• [What is needed]
After locating the line with "decoded problem artifacts." in the data that follows, return it and every later line exactly, up to and including the line with "pub const DATA_UNIT_SUFFIX: &str".
-- -- --
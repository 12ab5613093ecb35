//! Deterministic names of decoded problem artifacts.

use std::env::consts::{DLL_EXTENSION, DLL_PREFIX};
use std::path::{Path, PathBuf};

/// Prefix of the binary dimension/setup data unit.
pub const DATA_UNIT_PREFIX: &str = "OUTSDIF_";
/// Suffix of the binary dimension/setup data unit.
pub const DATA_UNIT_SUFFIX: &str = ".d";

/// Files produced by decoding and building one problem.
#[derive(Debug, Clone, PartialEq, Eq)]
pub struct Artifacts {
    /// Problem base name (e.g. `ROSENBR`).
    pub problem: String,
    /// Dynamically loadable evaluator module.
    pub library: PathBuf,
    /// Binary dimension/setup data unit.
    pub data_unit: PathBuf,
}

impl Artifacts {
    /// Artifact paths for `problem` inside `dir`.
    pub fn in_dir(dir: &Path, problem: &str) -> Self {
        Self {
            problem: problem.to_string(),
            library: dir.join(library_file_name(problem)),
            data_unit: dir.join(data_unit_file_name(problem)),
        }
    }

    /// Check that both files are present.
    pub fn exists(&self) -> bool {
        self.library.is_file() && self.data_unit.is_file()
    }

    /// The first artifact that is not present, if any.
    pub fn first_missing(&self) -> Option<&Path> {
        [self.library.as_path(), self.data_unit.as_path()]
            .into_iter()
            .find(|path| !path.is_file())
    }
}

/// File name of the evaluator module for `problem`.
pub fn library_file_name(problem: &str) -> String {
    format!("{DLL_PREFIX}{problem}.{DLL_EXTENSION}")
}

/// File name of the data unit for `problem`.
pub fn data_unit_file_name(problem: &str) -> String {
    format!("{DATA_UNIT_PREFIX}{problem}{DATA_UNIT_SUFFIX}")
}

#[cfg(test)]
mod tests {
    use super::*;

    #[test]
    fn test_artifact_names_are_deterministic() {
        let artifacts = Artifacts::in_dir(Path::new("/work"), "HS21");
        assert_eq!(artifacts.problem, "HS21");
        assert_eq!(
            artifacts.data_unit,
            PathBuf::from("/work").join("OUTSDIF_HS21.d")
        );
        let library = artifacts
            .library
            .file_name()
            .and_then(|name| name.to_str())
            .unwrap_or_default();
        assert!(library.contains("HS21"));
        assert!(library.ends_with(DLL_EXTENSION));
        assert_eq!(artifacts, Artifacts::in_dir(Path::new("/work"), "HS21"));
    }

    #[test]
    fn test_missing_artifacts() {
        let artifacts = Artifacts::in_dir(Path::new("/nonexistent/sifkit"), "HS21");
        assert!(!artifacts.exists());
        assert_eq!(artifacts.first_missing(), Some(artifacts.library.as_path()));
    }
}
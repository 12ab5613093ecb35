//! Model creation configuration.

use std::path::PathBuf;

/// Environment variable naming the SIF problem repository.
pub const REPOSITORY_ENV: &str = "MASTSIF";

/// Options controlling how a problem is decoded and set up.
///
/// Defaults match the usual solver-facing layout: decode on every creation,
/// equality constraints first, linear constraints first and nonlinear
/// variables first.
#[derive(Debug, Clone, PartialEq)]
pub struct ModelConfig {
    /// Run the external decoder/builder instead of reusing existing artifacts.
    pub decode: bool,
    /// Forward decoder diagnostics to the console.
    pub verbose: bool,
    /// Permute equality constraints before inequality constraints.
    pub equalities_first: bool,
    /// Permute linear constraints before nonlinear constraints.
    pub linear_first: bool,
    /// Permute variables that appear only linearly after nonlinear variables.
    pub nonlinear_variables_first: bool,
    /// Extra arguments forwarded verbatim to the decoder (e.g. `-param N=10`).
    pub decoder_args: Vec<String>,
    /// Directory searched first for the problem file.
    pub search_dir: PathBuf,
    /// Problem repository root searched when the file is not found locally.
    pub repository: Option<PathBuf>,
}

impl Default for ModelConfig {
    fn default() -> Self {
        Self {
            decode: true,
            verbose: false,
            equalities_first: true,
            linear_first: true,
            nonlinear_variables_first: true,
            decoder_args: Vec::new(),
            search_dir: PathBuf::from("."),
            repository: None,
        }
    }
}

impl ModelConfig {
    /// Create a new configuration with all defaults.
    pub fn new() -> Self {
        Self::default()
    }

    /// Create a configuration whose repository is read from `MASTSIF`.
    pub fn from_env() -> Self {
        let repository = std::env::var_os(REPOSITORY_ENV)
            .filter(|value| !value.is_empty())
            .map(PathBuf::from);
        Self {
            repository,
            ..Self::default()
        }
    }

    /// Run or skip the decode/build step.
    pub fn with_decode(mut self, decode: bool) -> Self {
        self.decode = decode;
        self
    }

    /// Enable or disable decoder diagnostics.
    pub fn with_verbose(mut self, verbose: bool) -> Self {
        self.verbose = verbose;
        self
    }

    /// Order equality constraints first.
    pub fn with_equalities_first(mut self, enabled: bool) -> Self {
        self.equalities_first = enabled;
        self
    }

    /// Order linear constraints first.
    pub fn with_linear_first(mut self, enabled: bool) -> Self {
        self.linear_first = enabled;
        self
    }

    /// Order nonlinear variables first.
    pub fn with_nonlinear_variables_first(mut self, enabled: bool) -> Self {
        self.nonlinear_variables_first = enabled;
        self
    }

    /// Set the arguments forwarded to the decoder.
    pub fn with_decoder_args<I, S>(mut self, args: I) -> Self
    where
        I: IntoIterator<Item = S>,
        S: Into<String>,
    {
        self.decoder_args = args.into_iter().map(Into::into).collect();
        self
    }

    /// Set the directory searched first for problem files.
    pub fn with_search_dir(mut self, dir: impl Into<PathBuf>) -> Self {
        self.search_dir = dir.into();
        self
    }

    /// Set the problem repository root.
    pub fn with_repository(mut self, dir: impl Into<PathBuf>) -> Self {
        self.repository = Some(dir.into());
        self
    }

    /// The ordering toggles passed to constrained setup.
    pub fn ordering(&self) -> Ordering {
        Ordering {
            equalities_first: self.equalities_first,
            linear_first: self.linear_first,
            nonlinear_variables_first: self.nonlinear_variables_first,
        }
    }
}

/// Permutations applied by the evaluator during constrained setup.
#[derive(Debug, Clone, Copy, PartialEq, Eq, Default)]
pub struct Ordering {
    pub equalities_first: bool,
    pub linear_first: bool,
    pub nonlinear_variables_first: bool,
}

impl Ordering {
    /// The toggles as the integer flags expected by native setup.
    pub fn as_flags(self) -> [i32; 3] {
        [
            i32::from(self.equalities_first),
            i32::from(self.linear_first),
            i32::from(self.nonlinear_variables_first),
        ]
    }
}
-- -- --
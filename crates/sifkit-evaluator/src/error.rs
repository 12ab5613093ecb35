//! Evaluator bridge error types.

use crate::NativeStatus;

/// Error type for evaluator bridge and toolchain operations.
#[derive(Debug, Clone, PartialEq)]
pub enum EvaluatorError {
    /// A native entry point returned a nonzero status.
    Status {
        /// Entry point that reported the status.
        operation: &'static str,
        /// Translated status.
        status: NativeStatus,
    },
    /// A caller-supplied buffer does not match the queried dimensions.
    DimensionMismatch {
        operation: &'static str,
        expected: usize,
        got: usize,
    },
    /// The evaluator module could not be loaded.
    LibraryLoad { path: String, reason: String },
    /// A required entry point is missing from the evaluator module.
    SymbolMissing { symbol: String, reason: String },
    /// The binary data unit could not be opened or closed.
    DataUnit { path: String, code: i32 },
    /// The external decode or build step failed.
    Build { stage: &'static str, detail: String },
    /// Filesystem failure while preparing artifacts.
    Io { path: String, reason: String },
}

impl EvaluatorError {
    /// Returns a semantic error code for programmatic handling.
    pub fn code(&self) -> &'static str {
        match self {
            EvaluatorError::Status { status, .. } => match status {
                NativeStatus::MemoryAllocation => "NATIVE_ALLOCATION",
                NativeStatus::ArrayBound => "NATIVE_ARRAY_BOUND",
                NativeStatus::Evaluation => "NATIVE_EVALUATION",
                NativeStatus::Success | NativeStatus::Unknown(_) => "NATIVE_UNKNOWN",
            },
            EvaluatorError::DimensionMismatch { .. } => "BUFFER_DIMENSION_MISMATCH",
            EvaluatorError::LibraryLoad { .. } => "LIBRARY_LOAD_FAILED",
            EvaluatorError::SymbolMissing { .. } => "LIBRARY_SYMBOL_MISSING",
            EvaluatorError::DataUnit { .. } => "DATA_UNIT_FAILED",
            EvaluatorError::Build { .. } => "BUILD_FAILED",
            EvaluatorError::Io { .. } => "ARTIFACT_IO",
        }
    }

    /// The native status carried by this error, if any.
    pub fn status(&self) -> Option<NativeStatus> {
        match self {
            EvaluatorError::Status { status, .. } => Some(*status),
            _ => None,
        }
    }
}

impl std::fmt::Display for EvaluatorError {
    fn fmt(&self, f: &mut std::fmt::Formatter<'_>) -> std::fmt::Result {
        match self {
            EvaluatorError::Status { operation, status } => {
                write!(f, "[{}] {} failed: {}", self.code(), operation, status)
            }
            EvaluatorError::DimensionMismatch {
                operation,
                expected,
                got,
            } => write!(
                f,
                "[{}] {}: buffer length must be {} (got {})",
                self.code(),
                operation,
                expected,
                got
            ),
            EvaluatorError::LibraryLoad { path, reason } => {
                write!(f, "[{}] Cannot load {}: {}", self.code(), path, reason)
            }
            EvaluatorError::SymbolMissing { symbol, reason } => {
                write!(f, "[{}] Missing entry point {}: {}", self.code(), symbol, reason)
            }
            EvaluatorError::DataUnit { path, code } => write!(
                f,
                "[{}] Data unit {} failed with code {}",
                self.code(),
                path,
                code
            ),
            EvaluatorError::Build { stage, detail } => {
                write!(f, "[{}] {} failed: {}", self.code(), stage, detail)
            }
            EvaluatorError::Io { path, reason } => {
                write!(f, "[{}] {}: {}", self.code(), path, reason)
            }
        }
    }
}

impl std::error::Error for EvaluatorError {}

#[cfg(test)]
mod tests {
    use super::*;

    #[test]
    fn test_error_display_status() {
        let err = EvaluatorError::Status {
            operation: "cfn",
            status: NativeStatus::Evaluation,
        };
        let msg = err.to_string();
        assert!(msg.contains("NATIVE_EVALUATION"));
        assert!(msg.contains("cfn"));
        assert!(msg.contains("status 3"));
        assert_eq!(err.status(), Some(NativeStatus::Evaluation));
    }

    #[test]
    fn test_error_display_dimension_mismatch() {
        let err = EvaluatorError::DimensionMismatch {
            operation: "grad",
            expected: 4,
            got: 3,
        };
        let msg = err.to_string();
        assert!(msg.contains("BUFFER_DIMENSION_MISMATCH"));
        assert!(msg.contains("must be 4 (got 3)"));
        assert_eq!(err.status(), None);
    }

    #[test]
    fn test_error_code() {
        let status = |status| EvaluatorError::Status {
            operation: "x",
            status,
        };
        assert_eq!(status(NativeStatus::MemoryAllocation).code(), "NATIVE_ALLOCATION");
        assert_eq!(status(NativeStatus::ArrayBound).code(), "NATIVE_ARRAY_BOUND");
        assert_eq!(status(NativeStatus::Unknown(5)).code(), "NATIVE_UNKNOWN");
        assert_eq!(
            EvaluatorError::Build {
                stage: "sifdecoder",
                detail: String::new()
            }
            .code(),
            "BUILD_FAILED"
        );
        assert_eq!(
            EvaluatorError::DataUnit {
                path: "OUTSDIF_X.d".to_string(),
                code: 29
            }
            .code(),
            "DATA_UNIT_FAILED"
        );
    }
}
-- -- --
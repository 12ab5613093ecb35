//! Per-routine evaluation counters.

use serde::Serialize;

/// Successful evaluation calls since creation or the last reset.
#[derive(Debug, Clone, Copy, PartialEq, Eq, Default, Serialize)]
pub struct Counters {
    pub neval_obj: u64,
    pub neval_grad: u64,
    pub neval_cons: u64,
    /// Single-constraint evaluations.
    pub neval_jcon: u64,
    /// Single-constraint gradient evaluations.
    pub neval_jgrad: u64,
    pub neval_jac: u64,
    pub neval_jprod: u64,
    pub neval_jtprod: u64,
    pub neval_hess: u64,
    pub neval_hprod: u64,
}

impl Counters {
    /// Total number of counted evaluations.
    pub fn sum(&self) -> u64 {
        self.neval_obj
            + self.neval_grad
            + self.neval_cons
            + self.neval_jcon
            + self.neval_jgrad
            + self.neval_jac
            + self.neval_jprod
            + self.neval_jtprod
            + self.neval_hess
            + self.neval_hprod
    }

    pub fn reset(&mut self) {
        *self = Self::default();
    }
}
-- -- --
• [Exercise result]
//! Deterministic names of decoded problem artifacts.

use std::env::consts::{DLL_EXTENSION, DLL_PREFIX};
use std::path::{Path, PathBuf};

/// Prefix of the binary dimension/setup data unit.
pub const DATA_UNIT_PREFIX: &str = "OUTSDIF_";
/// Suffix of the binary dimension/setup data unit.
pub const DATA_UNIT_SUFFIX: &str = ".d";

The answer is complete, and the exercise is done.